Tuesday, August 6, 2013

QUESTION GOD: BE PREPARED FOR THE ANSWER

Harold, Tom’s soon to be father-in-law,  said “Son, you’re a better man than I was at your age. Back in my day things were different. When my wife tricked me into pregnancy I was stuck with her for the rest of my life. Of course it turned out alright, but still. When a woman got pregnant the man felt compelled to stay and make the best of it. These days things have changed. Men leave when they want to. They aren't sticking around to hear some woman nag. The last thing they want is to be controlled. Yep, now the men leave. Some are goofs about it, but most ‘real men’ pay their support and get equal visiting rights of the children. I kinda like how things have changed. Lets the women know to sit back and shut up… kinda like in my dad’s days when women had to respect her man... or else.
So Tom, that’s why I gotta hand it to ya. You are a good man. You’re staying with my daughter, and even after she admitted to not taking that birth control pill. By the way, that trickery thing was my wife’s idea. Heard the two of them concocting the whole thing as I was watching the football game, and I remember because I had to tell them to shut their mouths. The Bills were on- I don’t think they’ll do too good in the playoffs this season. Anyway son, like I said, you’re a real man. I take my hat off to you. Shoot, I take my hat off to ya and I’ll give it to ya. I thought for sure you would be gone after she confessed to tricking you into pregnancy. Man I tell ya, if that happened to me these days I’d leave in a heartbeat. I can’t stand a lying woman. My wife is still a liar, always spending my money and hiding her own income. When I catch her wasting my cash she flat out lies about it.”

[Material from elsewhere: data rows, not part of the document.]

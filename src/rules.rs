use crate::board::{Board, Cell, Grid};

/// Counts live cells among the eight surrounding (col, row), wrapping at the edges.
pub fn count_neighbors(snapshot: &Grid, col: i32, row: i32) -> u8 {
    let mut count = 0;
    for dy in -1..=1 {
        for dx in -1..=1 {
            if dx == 0 && dy == 0 {
                continue;
            }
            if snapshot.get(col + dx, row + dy).is_alive() {
                count += 1;
            }
        }
    }
    count
}

pub fn next_state(cell: Cell, neighbors: u8) -> Cell {
    match (cell, neighbors) {
        (Cell::Alive, 2) | (Cell::Alive, 3) => Cell::Alive,
        (Cell::Dead, 3) => Cell::Alive,
        _ => Cell::Dead,
    }
}

/// Advances the board by one generation.
///
/// Neighbor counts are taken from a snapshot of the pre-tick board, so the
/// order cells are visited in does not matter.
pub fn advance_generation(board: &mut Board) {
    board.snapshot_into_scratch();
    let (snapshot, current) = board.split_mut();

    for row in 0..snapshot.rows() as i32 {
        for col in 0..snapshot.cols() as i32 {
            let neighbors = count_neighbors(snapshot, col, row);
            current.set(col, row, next_state(snapshot.get(col, row), neighbors));
        }
    }

    log::trace!("Generation advanced, population {}", board.population());
}
use thiserror::Error;

use crate::clock::{MAX_TICK_INTERVAL_MS, MIN_TICK_INTERVAL_MS};

pub const ROWS: u32 = 80;
pub const COLS: u32 = 80;
pub const WINDOW_WIDTH: u32 = 800;
pub const WINDOW_HEIGHT: u32 = 800;
pub const BORDER: u32 = 2;
pub const INITIAL_TICK_INTERVAL_MS: u64 = 500;

#[derive(Error, Debug, PartialEq, Eq)]
pub enum ConfigError {
    #[error("Grid must have at least one row and one column (got {cols}x{rows})")]
    EmptyGrid { cols: u32, rows: u32 },
    #[error("Window must be at least one pixel in each direction (got {width}x{height})")]
    EmptyWindow { width: u32, height: u32 },
    #[error("Border thickness must be even (got {0})")]
    OddBorder(u32),
    #[error("Initial tick interval {0}ms is outside [10, 1000]")]
    TickInterval(u64),
}

/// Startup configuration. Fixed for the lifetime of the process.
#[derive(Debug, Clone)]
pub struct Config {
    pub title: String,
    pub rows: u32,
    pub cols: u32,
    pub window_width: u32,
    pub window_height: u32,
    /// Background pixels between neighboring cells.
    pub border: u32,
    pub initial_tick_interval_ms: u64,
    pub start_paused: bool,
    pub vsync: bool,
}

impl Default for Config {
    fn default() -> Self {
        Self {
            title: "Conway's Game of Life".to_string(),
            rows: ROWS,
            cols: COLS,
            window_width: WINDOW_WIDTH,
            window_height: WINDOW_HEIGHT,
            border: BORDER,
            initial_tick_interval_ms: INITIAL_TICK_INTERVAL_MS,
            start_paused: true,
            vsync: true,
        }
    }
}

impl Config {
    pub fn validate(&self) -> Result<(), ConfigError> {
        if self.rows == 0 || self.cols == 0 {
            return Err(ConfigError::EmptyGrid { cols: self.cols, rows: self.rows });
        }
        if self.window_width == 0 || self.window_height == 0 {
            return Err(ConfigError::EmptyWindow {
                width: self.window_width,
                height: self.window_height,
            });
        }
        if self.border % 2 != 0 {
            return Err(ConfigError::OddBorder(self.border));
        }
        if !(MIN_TICK_INTERVAL_MS..=MAX_TICK_INTERVAL_MS).contains(&self.initial_tick_interval_ms) {
            return Err(ConfigError::TickInterval(self.initial_tick_interval_ms));
        }
        Ok(())
    }

    /// Pixel size of one cell slot. Either side is zero when the grid has
    /// more cells than the window has pixels along that axis.
    pub fn cell_size(&self) -> (u32, u32) {
        (self.window_width / self.cols.max(1), self.window_height / self.rows.max(1))
    }
}

#[cfg(test)]
mod tests {
    use super::*;

    #[test]
    fn default_config_is_valid() {
        let config = Config::default();
        assert_eq!(config.validate(), Ok(()));
        assert_eq!(config.cell_size(), (10, 10));
        assert!(config.start_paused);
    }

    #[test]
    fn rejects_empty_grid() {
        let config = Config { rows: 0, ..Config::default() };
        assert_eq!(config.validate(), Err(ConfigError::EmptyGrid { cols: 80, rows: 0 }));
    }

    #[test]
    fn rejects_empty_window() {
        let config = Config { window_height: 0, ..Config::default() };
        assert!(matches!(config.validate(), Err(ConfigError::EmptyWindow { .. })));
    }

    #[test]
    fn rejects_odd_border() {
        let config = Config { border: 3, ..Config::default() };
        assert_eq!(config.validate(), Err(ConfigError::OddBorder(3)));
    }

    #[test]
    fn rejects_out_of_range_tick_interval() {
        let config = Config { initial_tick_interval_ms: 5, ..Config::default() };
        assert_eq!(config.validate(), Err(ConfigError::TickInterval(5)));
    }

    #[test]
    fn oversized_grid_is_valid_but_has_zero_cell_size() {
        let config = Config { cols: 1000, ..Config::default() };
        assert_eq!(config.validate(), Ok(()));
        assert_eq!(config.cell_size(), (0, 10));
    }
}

Tom was speechless at what he was hearing. 
He had no clue he was tricked by his girlfriend.  “What do you mean she didn't take the pill? She was on the pill but it stopped working.”








“You mean to tell me she didn't admit it to you yet? She’s a liar too, just like her mother. She told me she told you. Her and I got into a little dispute two weeks ago. I felt right sorry for ya and I told her it was only right that she tells you the truth and gives you the option to stay or go. You’re a good man and you deserve to choose what you want. She musta told me she told you to shut me up! Well I don’t feel bad at all for letting the truth out. She should'na lied to me and said she told you. Now her own lies backfired. Looks good on her.“

“Harold, I saw her take the pill every morning when she woke up. I saw her. I handed the package to her a few times.”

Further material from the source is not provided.